He Who Strongly Desires to Move Up Will Think of a Way to Build a Ladder

By now, I had devised my own brilliant plan to completely avoid the open-heart surgery business still unresolved from my youth: continual distraction and a slow drip of drug-induced suicidal behavior. If life is about creating our stories on the tabula rasa we are born with then my life as a drug fiend was about to become a chapter full of typos with no Wite-Out in sight.

I never knew what great disappointments or triumphs might greet me when I left the house, so I was always prepared to adjust my mood, alter my perspective or insulate my emotions with a full flask of vodka or tequila, five joints, Valium, Percodan, a vial of cocaine, some ‘shrooms and a half-dozen hits of Ecstasy. I never met an intoxicant I didn’t like—be it drink or drug—that wasn’t temporarily useful, even as it undermined achieving any of my long-term goals. 

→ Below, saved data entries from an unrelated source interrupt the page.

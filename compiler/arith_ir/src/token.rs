//! Token types shared by the lexer and the tree builder.

use super::Span;
use std::fmt;

/// A classified lexical unit together with its literal text.
///
/// `text` is the exact slice the token was cut from. Number tokens are
/// parsed from it at evaluation time, and variable tokens are identified
/// by it during substitution.
#[derive(Clone, Eq, PartialEq, Hash)]
pub struct Token {
    pub kind: TokenKind,
    pub text: String,
    pub span: Span,
}

impl Token {
    #[inline]
    pub fn new(kind: TokenKind, text: impl Into<String>, span: Span) -> Self {
        Token {
            kind,
            text: text.into(),
            span,
        }
    }

    /// Create a token without a source location, for tests and bound values.
    pub fn dummy(kind: TokenKind, text: impl Into<String>) -> Self {
        Token::new(kind, text, Span::DUMMY)
    }

    /// Create a single-character operator or bracket token.
    ///
    /// Returns `None` for `Number` and `Variable`, which have no fixed text.
    pub fn punct(kind: TokenKind, span: Span) -> Option<Self> {
        kind.symbol().map(|symbol| Token::new(kind, symbol, span))
    }
}

impl fmt::Debug for Token {
    fn fmt(&self, f: &mut fmt::Formatter<'_>) -> fmt::Result {
        write!(f, "{:?}({:?}) @ {}", self.kind, self.text, self.span)
    }
}

/// Token kinds.
#[derive(Copy, Clone, Eq, PartialEq, Hash, Debug)]
pub enum TokenKind {
    /// Numeric literal: `12`, `3.5`, `.25`
    Number,
    /// Identifier made of ASCII letters: `x`, `myvar`
    Variable,
    /// `+`
    Plus,
    /// `-`
    Minus,
    /// `*`
    Times,
    /// `/`
    Divide,
    /// `(`
    LParen,
    /// `)`
    RParen,
}

impl TokenKind {
    /// Operator precedence table. Higher binds tighter; all binary operators
    /// are left-associative.
    ///
    /// `LParen` sits at `0` so that it stops a reduction run without ever
    /// being reduced itself. Operands and `RParen` never reach the operator
    /// stack and have no precedence.
    #[inline]
    pub const fn precedence(self) -> Option<u8> {
        match self {
            TokenKind::LParen => Some(0),
            TokenKind::Plus | TokenKind::Minus => Some(1),
            TokenKind::Times | TokenKind::Divide => Some(2),
            TokenKind::Number | TokenKind::Variable | TokenKind::RParen => None,
        }
    }

    /// The arithmetic operation an operator token stands for.
    #[inline]
    pub const fn binary_op(self) -> Option<BinaryOp> {
        match self {
            TokenKind::Plus => Some(BinaryOp::Add),
            TokenKind::Minus => Some(BinaryOp::Sub),
            TokenKind::Times => Some(BinaryOp::Mul),
            TokenKind::Divide => Some(BinaryOp::Div),
            _ => None,
        }
    }

    /// Whether this kind becomes a leaf of the tree.
    #[inline]
    pub const fn is_operand(self) -> bool {
        matches!(self, TokenKind::Number | TokenKind::Variable)
    }

    /// Fixed source text of punctuation kinds.
    pub const fn symbol(self) -> Option<&'static str> {
        match self {
            TokenKind::Plus => Some("+"),
            TokenKind::Minus => Some("-"),
            TokenKind::Times => Some("*"),
            TokenKind::Divide => Some("/"),
            TokenKind::LParen => Some("("),
            TokenKind::RParen => Some(")"),
            TokenKind::Number | TokenKind::Variable => None,
        }
    }

    /// Human-readable name for error messages.
    pub const fn display_name(self) -> &'static str {
        match self {
            TokenKind::Number => "number",
            TokenKind::Variable => "variable",
            TokenKind::Plus => "`+`",
            TokenKind::Minus => "`-`",
            TokenKind::Times => "`*`",
            TokenKind::Divide => "`/`",
            TokenKind::LParen => "`(`",
            TokenKind::RParen => "`)`",
        }
    }
}

/// Binary arithmetic operations.
#[derive(Copy, Clone, Eq, PartialEq, Hash, Debug)]
pub enum BinaryOp {
    Add,
    Sub,
    Mul,
    Div,
}

impl BinaryOp {
    pub const fn as_symbol(self) -> &'static str {
        match self {
            BinaryOp::Add => "+",
            BinaryOp::Sub => "-",
            BinaryOp::Mul => "*",
            BinaryOp::Div => "/",
        }
    }
}

impl fmt::Display for BinaryOp {
    fn fmt(&self, f: &mut fmt::Formatter<'_>) -> fmt::Result {
        f.write_str(self.as_symbol())
    }
}
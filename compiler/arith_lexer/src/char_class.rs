//! Character classes driving the tokenizer state machine.

/// The class of a single source character.
#[derive(Copy, Clone, Debug, Eq, PartialEq)]
pub(crate) enum CharClass {
    Plus,
    Minus,
    Times,
    Divide,
    Dot,
    LParen,
    RParen,
    Space,
    Digit,
    /// ASCII letters and `_`. The underscore is classified here but
    /// rejected when the identifier is flushed.
    Alphabetic,
}

impl CharClass {
    /// Classify `ch`, or `None` if it belongs to no class.
    #[inline]
    pub(crate) fn of(ch: char) -> Option<Self> {
        let class = match ch {
            '+' => CharClass::Plus,
            '-' => CharClass::Minus,
            '*' => CharClass::Times,
            '/' => CharClass::Divide,
            '.' => CharClass::Dot,
            '(' => CharClass::LParen,
            ')' => CharClass::RParen,
            ' ' => CharClass::Space,
            '0'..='9' => CharClass::Digit,
            'a'..='z' | 'A'..='Z' | '_' => CharClass::Alphabetic,
            _ => return None,
        };
        Some(class)
    }
}

/// `digit* ('.' digit+)*`
pub(crate) fn is_number_shape(text: &str) -> bool {
    let mut parts = text.split('.');
    let whole_ok = parts
        .next()
        .is_some_and(|whole| whole.bytes().all(|b| b.is_ascii_digit()));
    whole_ok && parts.all(|frac| !frac.is_empty() && frac.bytes().all(|b| b.is_ascii_digit()))
}

/// One or more ASCII letters.
pub(crate) fn is_identifier_shape(text: &str) -> bool {
    !text.is_empty() && text.bytes().all(|b| b.is_ascii_alphabetic())
}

Goals? They were for footballers and hockey players. Don’t get me wrong, I had my share of ambitions, but they were simple and I achieved all three: Make Money. Make Love. Don’t Get Caught. 

 

#

 

Making love was a priority, but I also spent a lot of time on the road, alone. In 1977, on my way to Big Sur, I was staying at the Holiday Inn in Carmel, yearning for some company. Before going out to dinner, I looked in the Yellow Pages for a restaurant or nightclub. It was then that I saw the page listing “Escort Services/Outcall Only.” Funny how Marriage Counselors was followed by Massage Parlors. The latter usually precedes the former.

Suddenly, it dawned on me that my future was no longer dark and lonely. I’d go out to the only club with live music on this Sunday night, get some bar food, and have a few drinks. I would do my best to meet someone I could invite back to my room. If I didn’t meet a woman, I’d go back to the room and call one of the offerings on the Escort page because I’m in a good mood and I don’t want to be alone. Two hours later, back in the room, I make the call.

Forty minutes later, after a joint outside and a half-dozen lines inside, I hear,

 “Knock, Knock.”

“Who’s there?”

“Mary.”

“Mary? Mother of the Universe?”

Hail Mary.

I paid Mary for two hours upfront. She called her service and told them, “This will be my last call for the night.”

I tell her before we get in bed, “We’re going to watch the rest of this George C. Scott movie on TV.”

It was They Might Be Giants. Later, after the hanky-panky session, she says she’ll stay all night for no extra money, and asks, “Do you give good sleep?”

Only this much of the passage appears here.